//! Content-addressed chunk storage.
//!
//! A chunk store maps `(key, type, level)` to immutable chunk bytes, where the
//! key is the [`ChunkHasher`](cas_crypto::ChunkHasher) digest of exactly that
//! triple. The blob engine only ever talks to a store through the
//! [`ChunkStore`] trait.
//!
//! # Storage Backends
//!
//! - [`InMemoryChunkStore`] -- `HashMap`-based store for tests and embedding
//! - [`FsChunkStore`] -- one file per chunk under a root directory
//!
//! # Design Rules
//!
//! 1. Chunks are immutable once written (content-addressing guarantees this).
//! 2. Identical `(type, level, bytes)` always yields the same key; adding it
//!    again is a no-op.
//! 3. The [`Key::Empty`](cas_types::Key::Empty) key names the empty chunk of
//!    every type and level and never touches the backend.
//! 4. Private and Invalid keys never name stored content.
//! 5. Type tags longer than [`MAX_TYPE_LEN`](cas_crypto::MAX_TYPE_LEN)
//!    bytes are refused with [`StoreError::TypeTooLong`].
//! 6. All I/O errors are propagated, never silently ignored.

pub mod chunk;
pub mod error;
pub mod fs;
pub mod memory;
pub mod traits;

// Re-export primary types at crate root for ergonomic imports.
pub use chunk::{check_type, Chunk};
pub use error::{StoreError, StoreResult};
pub use fs::{FsChunkStore, FsStoreConfig};
pub use memory::InMemoryChunkStore;
pub use traits::ChunkStore;
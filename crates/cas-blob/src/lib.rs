//! Hash-tree blobs over a content-addressed chunk store.
//!
//! A [`Blob`] presents an arbitrarily large, sparse byte sequence with
//! positional reads and writes. Content is cut into fixed-size leaf chunks;
//! pointer chunks of `fanout` keys sit above them, and the whole tree is named
//! by a single root [`Key`](cas_types::Key) recorded in a [`Manifest`].
//!
//! Edits never touch stored chunks. The [`Stash`] copies every chunk on the
//! path to an edited leaf into a private, in-memory buffer addressed by a
//! Private key; [`Blob::save`] later hashes the dirty subtree bottom-up into
//! the store and returns a new durable manifest.
//!
//! Trailing zero bytes are trimmed before a chunk is stored and implied when
//! it is read back, so unwritten regions and untouched subtrees cost nothing.
//!
//! # Concurrency
//!
//! A blob has a single owner. Mutating operations take `&mut self`; there is
//! no internal locking. Several blobs may share one store.

pub mod blob;
pub mod cursor;
pub mod error;
pub mod idpool;
pub mod manifest;
pub mod stash;

pub use blob::{Blob, ReadOutcome};
pub use cursor::BlobCursor;
pub use error::{BlobError, BlobResult, ConfigError};
pub use idpool::IdPool;
pub use manifest::{
    Manifest, Tuning, DEFAULT_CHUNK_SIZE, DEFAULT_FANOUT, MIN_CHUNK_SIZE, MIN_FANOUT,
};
pub use stash::Stash;
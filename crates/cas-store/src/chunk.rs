use cas_crypto::{ChunkHasher, MAX_TYPE_LEN};
use cas_types::Key;

use crate::error::{StoreError, StoreResult};

/// The unit of storage: a type tag, a tree level and the chunk bytes.
///
/// Level 0 chunks are leaves holding raw content. Chunks at higher levels are
/// pointer chunks whose bytes are a packed array of child keys. Stored bytes
/// may be shorter than the nominal chunk size; readers treat the missing tail
/// as zeros.
#[derive(Clone, Debug, PartialEq, Eq)]
pub struct Chunk {
    /// Logical type of the blob this chunk belongs to.
    pub chunk_type: String,
    /// Distance from the leaves; 0 for leaf chunks.
    pub level: u8,
    /// The chunk contents.
    pub buf: Vec<u8>,
}

impl Chunk {
    /// Create a chunk from its parts.
    pub fn new(chunk_type: impl Into<String>, level: u8, buf: Vec<u8>) -> Self {
        Self {
            chunk_type: chunk_type.into(),
            level,
            buf,
        }
    }

    /// A zero-length chunk; the content behind [`Key::Empty`].
    pub fn empty(chunk_type: impl Into<String>, level: u8) -> Self {
        Self::new(chunk_type, level, Vec::new())
    }

    /// Compute the content-addressed key for this chunk.
    ///
    /// # Panics
    ///
    /// Panics if the type tag fails [`check_type`]. Stores check the tag
    /// before hashing.
    pub fn compute_key(&self) -> Key {
        ChunkHasher::new(&self.chunk_type).hash(&self.buf, self.level)
    }

    /// Number of stored bytes.
    pub fn len(&self) -> usize {
        self.buf.len()
    }

    /// Returns `true` if the chunk holds no bytes.
    pub fn is_empty(&self) -> bool {
        self.buf.is_empty()
    }
}

/// Reject type tags that cannot be folded into a chunk hash.
pub fn check_type(chunk_type: &str) -> StoreResult<()> {
    if ChunkHasher::try_new(chunk_type).is_none() {
        return Err(StoreError::TypeTooLong {
            chunk_type: chunk_type.to_string(),
            max: MAX_TYPE_LEN,
        });
    }
    Ok(())
}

WHAT THE TASK ASKS> Each line in the records above with "never" must be returned.

EXPECTED OUTPUT>
//!    every type and level and never touches the backend.
//! 4. Private and Invalid keys never name stored content.
//! 6. All I/O errors are propagated, never silently ignored.
//! Edits never touch stored chunks. The [`Stash`] copies every chunk on the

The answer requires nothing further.